MUSCULOSKELETAL SYSTEM

The skeletal and muscle systems work together as the musculoskeletal system to enable the body’s support and movement. The skeletal system is made up of about 300 bones at birth that eventually fuse into 206 bones as an adult. Bones are composed of two types of tissue: compact bone and spongy bone. The skeletal system also includes the body’s ligaments, tendons, and cartilage. The muscular system contains three types of muscle tissue: smooth muscle, cardiac muscle, and skeletal muscle. In today’s lab, we will focus on skeletal muscles due to their attachment to bones by tendons to allow for movement.

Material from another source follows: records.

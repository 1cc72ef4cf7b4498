/*!
Chordless circuit enumeration.

The search follows the degree-labelling scheme of Dias, Castonguay, Longo, and Jradi:
vertices are labelled by repeatedly removing one of minimal remaining degree, every chordless
circuit is rooted at its vertex of smallest label, and it is grown from an initial triple
`(x, u, y)` with the help of a per-vertex `blocked` counter which forbids chords.
All state lives in the [ChordlessCircuits] iterator; the path extension uses an explicit stack.
*/
use super::Digraph;
use crate::datatypes::{ActionContainer, Decimal};
use roaring::RoaringBitmap;
use std::collections::{HashSet, VecDeque};

/// A chordless circuit, as ordered path and as set of action positions.
#[derive(Debug, Clone, PartialEq)]
pub struct Circuit {
    path: Vec<usize>,
    set: RoaringBitmap,
}

impl Circuit {
    pub(crate) fn new(path: Vec<usize>) -> Self {
        let set = path.iter().map(|&x| x as u32).collect();
        Self { path, set }
    }

    /// Positions in circuit order; the last one links back to the first one.
    pub fn path(&self) -> &[usize] {
        &self.path
    }

    /// Positions as set.
    pub fn set(&self) -> &RoaringBitmap {
        &self.set
    }

    /// Length of the circuit.
    pub fn len(&self) -> usize {
        self.path.len()
    }

    /// Always false, a circuit has at least three vertices.
    pub fn is_empty(&self) -> bool {
        self.path.is_empty()
    }

    /// Returns true for circuits of odd length.
    pub fn is_odd(&self) -> bool {
        self.path.len() % 2 == 1
    }

    /// Consecutive pairs of the circuit, including the closing one.
    pub fn arcs(&self) -> impl Iterator<Item = (usize, usize)> + '_ {
        self.path
            .iter()
            .zip(self.path.iter().cycle().skip(1))
            .map(|(&x, &y)| (x, y))
    }

    /// Keys of the circuit in path order.
    pub fn keys(&self, actions: &ActionContainer) -> Vec<String> {
        self.path
            .iter()
            .map(|&x| actions.key(x).to_string())
            .collect()
    }
}

#[derive(Debug)]
struct Frame {
    path: Vec<usize>,
    candidates: Vec<usize>,
    next: usize,
}

/// Lazy enumeration of chordless circuits (resp. cycles of an undirected graph).
///
/// Circuits are reported once per vertex set.
#[derive(Debug)]
pub struct ChordlessCircuits {
    successors: Vec<RoaringBitmap>,
    adjacent: Vec<RoaringBitmap>,
    labelling: Vec<usize>,
    blocked: Vec<usize>,
    triplets: VecDeque<(usize, usize, usize)>,
    found: VecDeque<Circuit>,
    stack: Vec<Frame>,
    root: Option<usize>,
    seen: HashSet<Vec<u32>>,
}

impl ChordlessCircuits {
    /// Directed circuits along `successors`; a pair is a chord if it is linked in either direction.
    pub(crate) fn directed(successors: Vec<RoaringBitmap>) -> Self {
        let mut predecessors = vec![RoaringBitmap::new(); successors.len()];
        for (x, out) in successors.iter().enumerate() {
            for y in out {
                predecessors[y as usize].insert(x as u32);
            }
        }
        let adjacent = successors
            .iter()
            .zip(predecessors.iter())
            .map(|(out, inc)| out | inc)
            .collect();
        Self::build(successors, predecessors, adjacent, true, true)
    }

    /// Undirected cycles of a symmetric neighbourhood; triangles only if `cycle3` is set.
    pub(crate) fn undirected(neighbours: Vec<RoaringBitmap>, cycle3: bool) -> Self {
        Self::build(
            neighbours.clone(),
            neighbours.clone(),
            neighbours,
            false,
            cycle3,
        )
    }

    fn build(
        successors: Vec<RoaringBitmap>,
        predecessors: Vec<RoaringBitmap>,
        adjacent: Vec<RoaringBitmap>,
        directed: bool,
        cycle3: bool,
    ) -> Self {
        let labelling = Self::degree_labelling(&adjacent);
        log::trace!("degree labelling {:?}", labelling);
        let mut triplets = VecDeque::new();
        let mut found = VecDeque::new();
        for u in 0..successors.len() {
            for x in predecessors[u].iter().map(|x| x as usize) {
                if labelling[x] <= labelling[u] {
                    continue;
                }
                for y in successors[u].iter().map(|y| y as usize) {
                    if y == x
                        || labelling[y] <= labelling[u]
                        || (!directed && labelling[y] <= labelling[x])
                    {
                        continue;
                    }
                    if adjacent[x].contains(y as u32) {
                        if cycle3 && successors[y].contains(x as u32) {
                            found.push_back(Circuit::new(vec![x, u, y]));
                        }
                    } else {
                        triplets.push_back((x, u, y));
                    }
                }
            }
        }
        log::debug!(
            "{} initial triplets, {} triangles",
            triplets.len(),
            found.len()
        );
        let n = successors.len();
        Self {
            successors,
            adjacent,
            labelling,
            blocked: vec![0; n],
            triplets,
            found,
            stack: Vec::new(),
            root: None,
            seen: HashSet::new(),
        }
    }

    /// Repeatedly labels a vertex of minimal remaining degree; ties go to the smaller position.
    fn degree_labelling(adjacent: &[RoaringBitmap]) -> Vec<usize> {
        let n = adjacent.len();
        let mut degree: Vec<usize> = adjacent.iter().map(|set| set.len() as usize).collect();
        let mut labelled = vec![false; n];
        let mut labelling = vec![0; n];
        for label in 1..=n {
            let next = (0..n)
                .filter(|&v| !labelled[v])
                .min_by_key(|&v| (degree[v], v));
            if let Some(v) = next {
                labelled[v] = true;
                labelling[v] = label;
                for w in adjacent[v].iter().map(|w| w as usize) {
                    if !labelled[w] {
                        degree[w] = degree[w].saturating_sub(1);
                    }
                }
            }
        }
        labelling
    }

    fn block(&mut self, v: usize) {
        for w in self.adjacent[v].iter() {
            self.blocked[w as usize] += 1;
        }
    }

    fn unblock(&mut self, v: usize) {
        for w in self.adjacent[v].iter() {
            let count = &mut self.blocked[w as usize];
            *count = count.saturating_sub(1);
        }
    }

    fn frame(&self, path: Vec<usize>) -> Frame {
        let tail = path[path.len() - 1];
        Frame {
            candidates: self.successors[tail].iter().map(|v| v as usize).collect(),
            path,
            next: 0,
        }
    }

    fn is_new(&mut self, circuit: &Circuit) -> bool {
        self.seen.insert(circuit.set().iter().collect())
    }

    /// Advances the search until the next circuit is certified.
    fn search(&mut self) -> Option<Circuit> {
        loop {
            if self.stack.is_empty() {
                if let Some(root) = self.root.take() {
                    self.unblock(root);
                }
                let (x, u, y) = self.triplets.pop_front()?;
                log::trace!("visiting triplet ({x}, {u}, {y})");
                self.root = Some(u);
                self.block(u);
                self.block(y);
                let frame = self.frame(vec![x, u, y]);
                self.stack.push(frame);
                continue;
            }
            let root = self.root?;
            let top = self.stack.len() - 1;
            let frame = &mut self.stack[top];
            if frame.next >= frame.candidates.len() {
                let tail = frame.path[frame.path.len() - 1];
                self.stack.pop();
                self.unblock(tail);
                continue;
            }
            let v = frame.candidates[frame.next];
            frame.next += 1;
            if self.labelling[v] <= self.labelling[root] || self.blocked[v] != 1 {
                continue;
            }
            let head = frame.path[0];
            let mut path = frame.path.clone();
            path.push(v);
            if self.adjacent[head].contains(v as u32) {
                if self.successors[v].contains(head as u32) {
                    return Some(Circuit::new(path));
                }
            } else {
                self.block(v);
                let frame = self.frame(path);
                self.stack.push(frame);
            }
        }
    }
}

impl Iterator for ChordlessCircuits {
    type Item = Circuit;

    fn next(&mut self) -> Option<Self::Item> {
        loop {
            let circuit = match self.found.pop_front() {
                Some(circuit) => circuit,
                None => self.search()?,
            };
            if self.is_new(&circuit) {
                return Some(circuit);
            }
        }
    }
}

impl Digraph {
    /// Lazy enumeration of the chordless circuits of the strict median cut, triangles included.
    pub fn chordless_circuits(&self) -> ChordlessCircuits {
        let gamma = self.gamma();
        ChordlessCircuits::directed((0..self.order()).map(|x| gamma.out(x).clone()).collect())
    }

    /// All chordless circuits, resp. only the odd ones.
    /// The full enumeration is cached until the relation changes.
    pub fn compute_chordless_circuits(&self, odd: bool) -> Vec<Circuit> {
        let circuits = self.cache.circuits.get_or_init(|| {
            log::info!("[Start] chordless circuits of {}", self.name);
            let result: Vec<Circuit> = self.chordless_circuits().collect();
            for circuit in result.iter() {
                log::debug!("chordless circuit {:?}", circuit.keys(&self.actions));
            }
            log::info!("[Done] {} chordless circuits", result.len());
            result
        });
        circuits
            .iter()
            .filter(|circuit| !odd || circuit.is_odd())
            .cloned()
            .collect()
    }

    /// Returns true if the strict median cut contains any chordless circuit.
    pub fn detect_chordless_circuits(&self) -> bool {
        match self.cache.circuits.get() {
            Some(circuits) => !circuits.is_empty(),
            None => self.chordless_circuits().next().is_some(),
        }
    }

    /// Smallest cut level whose strict polarization breaks every given circuit:
    /// `max_c min_{(x,y) ∈ c} max(r(x,y), ¬r(y,x))`.
    /// Returns [None] for an empty list.
    pub fn minimum_elimination_level(&self, circuits: &[Circuit]) -> Option<Decimal> {
        circuits
            .iter()
            .filter_map(|circuit| {
                circuit
                    .arcs()
                    .map(|(x, y)| {
                        self.relation[x][y].max(self.domain.negate(self.relation[y][x]))
                    })
                    .min()
            })
            .max()
    }
}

MACROSCOPIC ANATOMY OF A LONG BONE

Bones can be classified based on their shape as long bone, short bone, flat bone, irregular bone, and sesamoid bone (bones embedded in tendons). The general anatomy of a bone is demonstrated by the long bone. Examples of a long bone are the humerus and the femur. A typical long bone has the following parts (Figure 2.1):

1. Diaphysis: the long, cylindrical, main portion of the bone (the bone’s shaft). It is made up of compact bone.
2. Epiphysis (plural epiphyses): each end of a bone. They are made up of spongy bone.
3. Epiphyseal line (or growth plate): lies between the diaphysis and epiphysis, is a layer of hyaline cartilage, and is responsible for bone growth during childhood and adolescence.
4. Articular cartilage: thin layer of hyaline cartilage that covers the epiphyses where bone meets with bone. It reduces friction and absorbs shock at freely movable joints.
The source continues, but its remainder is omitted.